Problem to work on:
When you write out the entries, keep every line exactly as it appears.
*** Dataset entries Section Begins ***
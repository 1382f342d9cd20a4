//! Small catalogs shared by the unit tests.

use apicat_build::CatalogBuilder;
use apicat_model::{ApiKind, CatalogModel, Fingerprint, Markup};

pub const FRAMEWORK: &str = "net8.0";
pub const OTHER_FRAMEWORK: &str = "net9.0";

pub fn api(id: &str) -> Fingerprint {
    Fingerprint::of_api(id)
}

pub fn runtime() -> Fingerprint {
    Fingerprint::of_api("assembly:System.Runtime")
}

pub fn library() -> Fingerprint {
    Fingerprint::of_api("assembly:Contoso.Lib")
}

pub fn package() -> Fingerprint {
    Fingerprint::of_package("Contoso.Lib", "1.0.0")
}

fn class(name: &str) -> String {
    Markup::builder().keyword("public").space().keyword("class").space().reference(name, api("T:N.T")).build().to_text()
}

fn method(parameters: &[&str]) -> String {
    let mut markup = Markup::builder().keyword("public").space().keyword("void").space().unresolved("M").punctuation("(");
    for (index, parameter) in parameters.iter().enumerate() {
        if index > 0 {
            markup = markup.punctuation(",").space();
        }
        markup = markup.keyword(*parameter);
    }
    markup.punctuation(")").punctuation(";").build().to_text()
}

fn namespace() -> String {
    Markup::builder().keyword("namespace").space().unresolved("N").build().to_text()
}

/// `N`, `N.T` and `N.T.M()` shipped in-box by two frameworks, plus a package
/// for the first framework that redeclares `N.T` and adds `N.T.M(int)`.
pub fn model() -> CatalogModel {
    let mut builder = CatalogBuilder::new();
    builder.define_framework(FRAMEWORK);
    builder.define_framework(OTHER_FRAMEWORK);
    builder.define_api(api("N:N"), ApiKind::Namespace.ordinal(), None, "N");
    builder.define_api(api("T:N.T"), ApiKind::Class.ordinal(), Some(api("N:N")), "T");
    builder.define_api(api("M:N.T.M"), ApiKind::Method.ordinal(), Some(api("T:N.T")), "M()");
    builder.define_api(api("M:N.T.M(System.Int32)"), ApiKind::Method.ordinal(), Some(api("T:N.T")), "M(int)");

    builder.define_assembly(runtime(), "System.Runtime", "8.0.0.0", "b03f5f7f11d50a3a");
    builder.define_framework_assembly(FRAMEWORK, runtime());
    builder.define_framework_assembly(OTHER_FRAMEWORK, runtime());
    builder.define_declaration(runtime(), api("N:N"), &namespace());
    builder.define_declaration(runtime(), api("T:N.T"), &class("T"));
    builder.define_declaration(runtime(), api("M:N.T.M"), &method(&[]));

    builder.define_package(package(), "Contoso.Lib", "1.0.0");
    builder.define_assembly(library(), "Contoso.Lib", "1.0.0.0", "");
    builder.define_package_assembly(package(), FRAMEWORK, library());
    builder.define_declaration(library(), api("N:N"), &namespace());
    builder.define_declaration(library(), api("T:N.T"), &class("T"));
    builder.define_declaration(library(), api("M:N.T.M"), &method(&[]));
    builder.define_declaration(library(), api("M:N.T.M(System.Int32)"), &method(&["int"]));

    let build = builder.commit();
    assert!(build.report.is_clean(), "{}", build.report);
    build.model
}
*** Dataset entries Section Ends ***
Task response:
repository 1382f342d9cd20a4
//! Small catalogs shared by the unit tests.

use apicat_build::CatalogBuilder;
use apicat_model::{ApiKind, CatalogModel, Fingerprint, Markup};

pub const FRAMEWORK: &str = "net8.0";
pub const OTHER_FRAMEWORK: &str = "net9.0";

pub fn api(id: &str) -> Fingerprint {
    Fingerprint::of_api(id)
}

pub fn runtime() -> Fingerprint {
    Fingerprint::of_api("assembly:System.Runtime")
}

pub fn library() -> Fingerprint {
    Fingerprint::of_api("assembly:Contoso.Lib")
}

pub fn package() -> Fingerprint {
    Fingerprint::of_package("Contoso.Lib", "1.0.0")
}

fn class(name: &str) -> String {
    Markup::builder().keyword("public").space().keyword("class").space().reference(name, api("T:N.T")).build().to_text()
}

fn method(parameters: &[&str]) -> String {
    let mut markup = Markup::builder().keyword("public").space().keyword("void").space().unresolved("M").punctuation("(");
    for (index, parameter) in parameters.iter().enumerate() {
        if index > 0 {
            markup = markup.punctuation(",").space();
        }
        markup = markup.keyword(*parameter);
    }
    markup.punctuation(")").punctuation(";").build().to_text()
}

fn namespace() -> String {
    Markup::builder().keyword("namespace").space().unresolved("N").build().to_text()
}

/// `N`, `N.T` and `N.T.M()` shipped in-box by two frameworks, plus a package
/// for the first framework that redeclares `N.T` and adds `N.T.M(int)`.
pub fn model() -> CatalogModel {
    let mut builder = CatalogBuilder::new();
    builder.define_framework(FRAMEWORK);
    builder.define_framework(OTHER_FRAMEWORK);
    builder.define_api(api("N:N"), ApiKind::Namespace.ordinal(), None, "N");
    builder.define_api(api("T:N.T"), ApiKind::Class.ordinal(), Some(api("N:N")), "T");
    builder.define_api(api("M:N.T.M"), ApiKind::Method.ordinal(), Some(api("T:N.T")), "M()");
    builder.define_api(api("M:N.T.M(System.Int32)"), ApiKind::Method.ordinal(), Some(api("T:N.T")), "M(int)");

    builder.define_assembly(runtime(), "System.Runtime", "8.0.0.0", "b03f5f7f11d50a3a");
    builder.define_framework_assembly(FRAMEWORK, runtime());
    builder.define_framework_assembly(OTHER_FRAMEWORK, runtime());
    builder.define_declaration(runtime(), api("N:N"), &namespace());
    builder.define_declaration(runtime(), api("T:N.T"), &class("T"));
    builder.define_declaration(runtime(), api("M:N.T.M"), &method(&[]));

    builder.define_package(package(), "Contoso.Lib", "1.0.0");
    builder.define_assembly(library(), "Contoso.Lib", "1.0.0.0", "");
    builder.define_package_assembly(package(), FRAMEWORK, library());
    builder.define_declaration(library(), api("N:N"), &namespace());
    builder.define_declaration(library(), api("T:N.T"), &class("T"));
    builder.define_declaration(library(), api("M:N.T.M"), &method(&[]));
    builder.define_declaration(library(), api("M:N.T.M(System.Int32)"), &method(&["int"]));

    let build = builder.commit();
    assert!(build.report.is_clean(), "{}", build.report);
    build.model
}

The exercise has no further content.